[EXERCISE] The output should match the data below line for line.

[RECORDS SUPPLIED]
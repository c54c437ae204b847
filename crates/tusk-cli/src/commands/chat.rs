//! Chat commands and the registry-backed tool dispatcher
//!
//! `/chat` drives a full tool-calling turn; `/usage` and `/clearchat` are
//! session bookkeeping. The dispatcher executes tool calls through the same
//! registry the REPL uses, with output captured and echoed as it happens.

use std::io::{self, Write};
use std::sync::Arc;

use anyhow::Result;
use serde_json::{Map, Value};
use tracing::debug;

use tusk_agent::{Confirmer, SessionUsage, ToolDispatcher, ToolSpec, Usage};
use tusk_core::Store;

use crate::capture::run_captured;
use crate::context::CommandContext;
use crate::registry::{Command, Param, Registry};

pub fn register(registry: &mut Registry) {
    registry.register(
        Command::new("/chat", "Chat with the AI assistant", chat)
            .with_params(&[Param::required(
                "message",
                "The message to send to the assistant",
            )])
            .hidden(),
    );
    registry.register(
        Command::new("/clearchat", "Clear the chat conversation history", clear).hidden(),
    );
    registry.register(
        Command::new("/usage", "Show session token usage and cost statistics", usage).hidden(),
    );
}

/// Executes model tool calls against the command registry
pub struct RegistryDispatcher {
    registry: Arc<Registry>,
    store: Arc<dyn Store>,
    runtime: tokio::runtime::Handle,
    debug: bool,
}

impl RegistryDispatcher {
    pub fn new(
        registry: Arc<Registry>,
        store: Arc<dyn Store>,
        runtime: tokio::runtime::Handle,
        debug: bool,
    ) -> Self {
        Self {
            registry,
            store,
            runtime,
            debug,
        }
    }
}

impl std::fmt::Debug for RegistryDispatcher {
    fn fmt(&self, f: &mut std::fmt::Formatter<'_>) -> std::fmt::Result {
        f.debug_struct("RegistryDispatcher")
            .field("debug", &self.debug)
            .finish_non_exhaustive()
    }
}

impl ToolDispatcher for RegistryDispatcher {
    fn tool_specs(&self) -> Vec<ToolSpec> {
        self.registry.tool_specs()
    }

    fn is_destructive(&self, name: &str) -> bool {
        self.registry.find(name).map_or(false, |c| c.destructive)
    }

    fn describe_destructive(&self, name: &str, args: &Map<String, Value>) -> String {
        match name.trim_start_matches('/') {
            "delproject" => {
                let Some(token) = args.get("project_id").and_then(Value::as_str) else {
                    return String::new();
                };
                let Ok(project) = self
                    .store
                    .resolve_project_id(token)
                    .and_then(|id| self.store.get_project(&id))
                else {
                    return format!("project '{token}'");
                };
                let tasks = self.store.list_tasks(&project.id).unwrap_or_default();
                if tasks.is_empty() {
                    format!("project '{}'", project.name)
                } else {
                    format!("project '{}' and its {} task(s)", project.name, tasks.len())
                }
            }
            "deltask" => {
                let Some(token) = args.get("task_id").and_then(Value::as_str) else {
                    return String::new();
                };
                match self
                    .store
                    .resolve_task_id(token)
                    .and_then(|id| self.store.get_task(&id))
                {
                    Ok(task) => format!("task '{}'", task.name),
                    Err(_) => format!("task '{token}'"),
                }
            }
            _ => String::new(),
        }
    }

    fn execute(&self, name: &str, args: &Map<String, Value>) -> String {
        let Some(command) = self.registry.find(name) else {
            return format!("Error: unknown command: {name}");
        };

        let mut input = command.name.to_string();
        for arg in command.positional_args(args) {
            input.push(' ');
            input.push_str(&arg);
        }

        if self.debug {
            println!("[debug] tool call: {input}");
        }
        debug!(tool = name, "executing tool call");

        // Tools run against a bare context: no chat state, so a tool can
        // never recurse into another chat turn.
        let mut ctx = CommandContext {
            store: self.store.clone(),
            registry: self.registry.clone(),
            runtime: self.runtime.clone(),
            chat: None,
            debug: false,
        };

        match run_captured(&mut ctx, &input) {
            Ok((_quit, output)) => {
                // Print immediately so the user sees progress mid-turn
                if !output.is_empty() {
                    println!("{output}");
                }
                output
            }
            Err(err) => format!("Error: {err}"),
        }
    }
}

/// Reads the destructive-action confirmation from the terminal
#[derive(Debug)]
pub struct CliConfirmer;

impl Confirmer for CliConfirmer {
    fn confirm(&self, description: &str) -> bool {
        let description = if description.is_empty() {
            "this item"
        } else {
            description
        };
        print!("\nConfirm delete {description}? [y/N]: ");
        let _ = io::stdout().flush();

        let mut line = String::new();
        if io::stdin().read_line(&mut line).is_ok() {
            let answer = line.trim().to_lowercase();
            if answer == "y" || answer == "yes" {
                return true;
            }
        }
        println!("Cancelled.");
        false
    }
}

fn chat(ctx: &mut CommandContext, args: &[String], out: &mut dyn Write) -> Result<bool> {
    if args.is_empty() {
        writeln!(out, "Usage: /chat <message>")?;
        return Ok(false);
    }

    let registry = ctx.registry.clone();
    let store = ctx.store.clone();
    let runtime = ctx.runtime.clone();
    let debug = ctx.debug;

    let Some(chat) = ctx.chat.as_mut() else {
        writeln!(
            out,
            "Error: LLM client not available. Set OPENROUTER_API_KEY or GEMINI_API_KEY."
        )?;
        return Ok(false);
    };

    let message = args.join(" ");
    let dispatcher = RegistryDispatcher::new(registry, store, runtime.clone(), debug);
    let backend = chat.backend.clone();

    let result = runtime.block_on(chat.session.chat(
        &message,
        backend.as_ref(),
        &dispatcher,
        &CliConfirmer,
    ));

    match result {
        Ok(outcome) => {
            // Tool outputs were already echoed; this is the supplementary text
            if !outcome.text.trim().is_empty() {
                writeln!(out, "{}", outcome.text)?;
            }
            write_usage_line(out, &outcome.usage)?;
        }
        Err(err) => writeln!(out, "Error: {err}")?,
    }
    Ok(false)
}

fn clear(ctx: &mut CommandContext, _args: &[String], out: &mut dyn Write) -> Result<bool> {
    if let Some(chat) = ctx.chat.as_mut() {
        chat.session.clear();
    }
    writeln!(out, "Chat history cleared.")?;
    Ok(false)
}

fn usage(ctx: &mut CommandContext, _args: &[String], out: &mut dyn Write) -> Result<bool> {
    let totals = match ctx.chat.as_ref().map(|c| c.session.usage()) {
        Some(totals) if totals.prompts > 0 => totals,
        _ => {
            writeln!(out, "No chat usage in this session yet.")?;
            return Ok(false);
        }
    };

    writeln!(out, "Session Usage Statistics:")?;
    writeln!(out, "  Prompts:       {}", totals.prompts)?;
    writeln!(out, "  Input tokens:  {}", totals.input_tokens)?;
    writeln!(out, "  Output tokens: {}", totals.output_tokens)?;
    writeln!(out, "  Total tokens:  {}", totals.total_tokens())?;
    write_total_cost(out, &totals)?;
    Ok(false)
}

/// Per-turn `[Tokens: ... | Cost: ...]` footer. Always shown, even for
/// zero-token turns, so silent failures stay visible.
fn write_usage_line(out: &mut dyn Write, usage: &Usage) -> io::Result<()> {
    writeln!(out)?;
    write!(
        out,
        "[Tokens: {} in / {} out",
        usage.input_tokens, usage.output_tokens
    )?;
    if usage.cost > 0.0 {
        if usage.cost < 0.01 {
            write!(out, " | Cost: ${:.6}", usage.cost)?;
        } else {
            write!(out, " | Cost: ${:.4}", usage.cost)?;
        }
    } else {
        write!(out, " | Cost: no data")?;
    }
    writeln!(out, "]")
}

fn write_total_cost(out: &mut dyn Write, totals: &SessionUsage) -> io::Result<()> {
    if totals.cost > 0.0 {
        if totals.cost < 0.01 {
            writeln!(out, "  Total cost:    ${:.6}", totals.cost)
        } else {
            writeln!(out, "  Total cost:    ${:.4}", totals.cost)
        }
    } else {
        writeln!(out, "  Total cost:    no data")
    }
}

[OUTPUT]
repository c54c437ae204b847
filename crates/tusk-cli/src/commands/chat.rs
//! Chat commands and the registry-backed tool dispatcher
//!
//! `/chat` drives a full tool-calling turn; `/usage` and `/clearchat` are
//! session bookkeeping. The dispatcher executes tool calls through the same
//! registry the REPL uses, with output captured and echoed as it happens.

use std::io::{self, Write};
use std::sync::Arc;

use anyhow::Result;
use serde_json::{Map, Value};
use tracing::debug;

use tusk_agent::{Confirmer, SessionUsage, ToolDispatcher, ToolSpec, Usage};
use tusk_core::Store;

use crate::capture::run_captured;
use crate::context::CommandContext;
use crate::registry::{Command, Param, Registry};

pub fn register(registry: &mut Registry) {
    registry.register(
        Command::new("/chat", "Chat with the AI assistant", chat)
            .with_params(&[Param::required(
                "message",
                "The message to send to the assistant",
            )])
            .hidden(),
    );
    registry.register(
        Command::new("/clearchat", "Clear the chat conversation history", clear).hidden(),
    );
    registry.register(
        Command::new("/usage", "Show session token usage and cost statistics", usage).hidden(),
    );
}

/// Executes model tool calls against the command registry
pub struct RegistryDispatcher {
    registry: Arc<Registry>,
    store: Arc<dyn Store>,
    runtime: tokio::runtime::Handle,
    debug: bool,
}

impl RegistryDispatcher {
    pub fn new(
        registry: Arc<Registry>,
        store: Arc<dyn Store>,
        runtime: tokio::runtime::Handle,
        debug: bool,
    ) -> Self {
        Self {
            registry,
            store,
            runtime,
            debug,
        }
    }
}

impl std::fmt::Debug for RegistryDispatcher {
    fn fmt(&self, f: &mut std::fmt::Formatter<'_>) -> std::fmt::Result {
        f.debug_struct("RegistryDispatcher")
            .field("debug", &self.debug)
            .finish_non_exhaustive()
    }
}

impl ToolDispatcher for RegistryDispatcher {
    fn tool_specs(&self) -> Vec<ToolSpec> {
        self.registry.tool_specs()
    }

    fn is_destructive(&self, name: &str) -> bool {
        self.registry.find(name).map_or(false, |c| c.destructive)
    }

    fn describe_destructive(&self, name: &str, args: &Map<String, Value>) -> String {
        match name.trim_start_matches('/') {
            "delproject" => {
                let Some(token) = args.get("project_id").and_then(Value::as_str) else {
                    return String::new();
                };
                let Ok(project) = self
                    .store
                    .resolve_project_id(token)
                    .and_then(|id| self.store.get_project(&id))
                else {
                    return format!("project '{token}'");
                };
                let tasks = self.store.list_tasks(&project.id).unwrap_or_default();
                if tasks.is_empty() {
                    format!("project '{}'", project.name)
                } else {
                    format!("project '{}' and its {} task(s)", project.name, tasks.len())
                }
            }
            "deltask" => {
                let Some(token) = args.get("task_id").and_then(Value::as_str) else {
                    return String::new();
                };
                match self
                    .store
                    .resolve_task_id(token)
                    .and_then(|id| self.store.get_task(&id))
                {
                    Ok(task) => format!("task '{}'", task.name),
                    Err(_) => format!("task '{token}'"),
                }
            }
            _ => String::new(),
        }
    }

    fn execute(&self, name: &str, args: &Map<String, Value>) -> String {
        let Some(command) = self.registry.find(name) else {
            return format!("Error: unknown command: {name}");
        };

        let mut input = command.name.to_string();
        for arg in command.positional_args(args) {
            input.push(' ');
            input.push_str(&arg);
        }

        if self.debug {
            println!("[debug] tool call: {input}");
        }
        debug!(tool = name, "executing tool call");

        // Tools run against a bare context: no chat state, so a tool can
        // never recurse into another chat turn.
        let mut ctx = CommandContext {
            store: self.store.clone(),
            registry: self.registry.clone(),
            runtime: self.runtime.clone(),
            chat: None,
            debug: false,
        };

        match run_captured(&mut ctx, &input) {
            Ok((_quit, output)) => {
                // Print immediately so the user sees progress mid-turn
                if !output.is_empty() {
                    println!("{output}");
                }
                output
            }
            Err(err) => format!("Error: {err}"),
        }
    }
}

/// Reads the destructive-action confirmation from the terminal
#[derive(Debug)]
pub struct CliConfirmer;

impl Confirmer for CliConfirmer {
    fn confirm(&self, description: &str) -> bool {
        let description = if description.is_empty() {
            "this item"
        } else {
            description
        };
        print!("\nConfirm delete {description}? [y/N]: ");
        let _ = io::stdout().flush();

        let mut line = String::new();
        if io::stdin().read_line(&mut line).is_ok() {
            let answer = line.trim().to_lowercase();
            if answer == "y" || answer == "yes" {
                return true;
            }
        }
        println!("Cancelled.");
        false
    }
}

fn chat(ctx: &mut CommandContext, args: &[String], out: &mut dyn Write) -> Result<bool> {
    if args.is_empty() {
        writeln!(out, "Usage: /chat <message>")?;
        return Ok(false);
    }

    let registry = ctx.registry.clone();
    let store = ctx.store.clone();
    let runtime = ctx.runtime.clone();
    let debug = ctx.debug;

    let Some(chat) = ctx.chat.as_mut() else {
        writeln!(
            out,
            "Error: LLM client not available. Set OPENROUTER_API_KEY or GEMINI_API_KEY."
        )?;
        return Ok(false);
    };

    let message = args.join(" ");
    let dispatcher = RegistryDispatcher::new(registry, store, runtime.clone(), debug);
    let backend = chat.backend.clone();

    let result = runtime.block_on(chat.session.chat(
        &message,
        backend.as_ref(),
        &dispatcher,
        &CliConfirmer,
    ));

    match result {
        Ok(outcome) => {
            // Tool outputs were already echoed; this is the supplementary text
            if !outcome.text.trim().is_empty() {
                writeln!(out, "{}", outcome.text)?;
            }
            write_usage_line(out, &outcome.usage)?;
        }
        Err(err) => writeln!(out, "Error: {err}")?,
    }
    Ok(false)
}

fn clear(ctx: &mut CommandContext, _args: &[String], out: &mut dyn Write) -> Result<bool> {
    if let Some(chat) = ctx.chat.as_mut() {
        chat.session.clear();
    }
    writeln!(out, "Chat history cleared.")?;
    Ok(false)
}

fn usage(ctx: &mut CommandContext, _args: &[String], out: &mut dyn Write) -> Result<bool> {
    let totals = match ctx.chat.as_ref().map(|c| c.session.usage()) {
        Some(totals) if totals.prompts > 0 => totals,
        _ => {
            writeln!(out, "No chat usage in this session yet.")?;
            return Ok(false);
        }
    };

    writeln!(out, "Session Usage Statistics:")?;
    writeln!(out, "  Prompts:       {}", totals.prompts)?;
    writeln!(out, "  Input tokens:  {}", totals.input_tokens)?;
    writeln!(out, "  Output tokens: {}", totals.output_tokens)?;
    writeln!(out, "  Total tokens:  {}", totals.total_tokens())?;
    write_total_cost(out, &totals)?;
    Ok(false)
}

/// Per-turn `[Tokens: ... | Cost: ...]` footer. Always shown, even for
/// zero-token turns, so silent failures stay visible.
fn write_usage_line(out: &mut dyn Write, usage: &Usage) -> io::Result<()> {
    writeln!(out)?;
    write!(
        out,
        "[Tokens: {} in / {} out",
        usage.input_tokens, usage.output_tokens
    )?;
    if usage.cost > 0.0 {
        if usage.cost < 0.01 {
            write!(out, " | Cost: ${:.6}", usage.cost)?;
        } else {
            write!(out, " | Cost: ${:.4}", usage.cost)?;
        }
    } else {
        write!(out, " | Cost: no data")?;
    }
    writeln!(out, "]")
}

fn write_total_cost(out: &mut dyn Write, totals: &SessionUsage) -> io::Result<()> {
    if totals.cost > 0.0 {
        if totals.cost < 0.01 {
            writeln!(out, "  Total cost:    ${:.6}", totals.cost)
        } else {
            writeln!(out, "  Total cost:    ${:.4}", totals.cost)
        }
    } else {
        writeln!(out, "  Total cost:    no data")
    }
}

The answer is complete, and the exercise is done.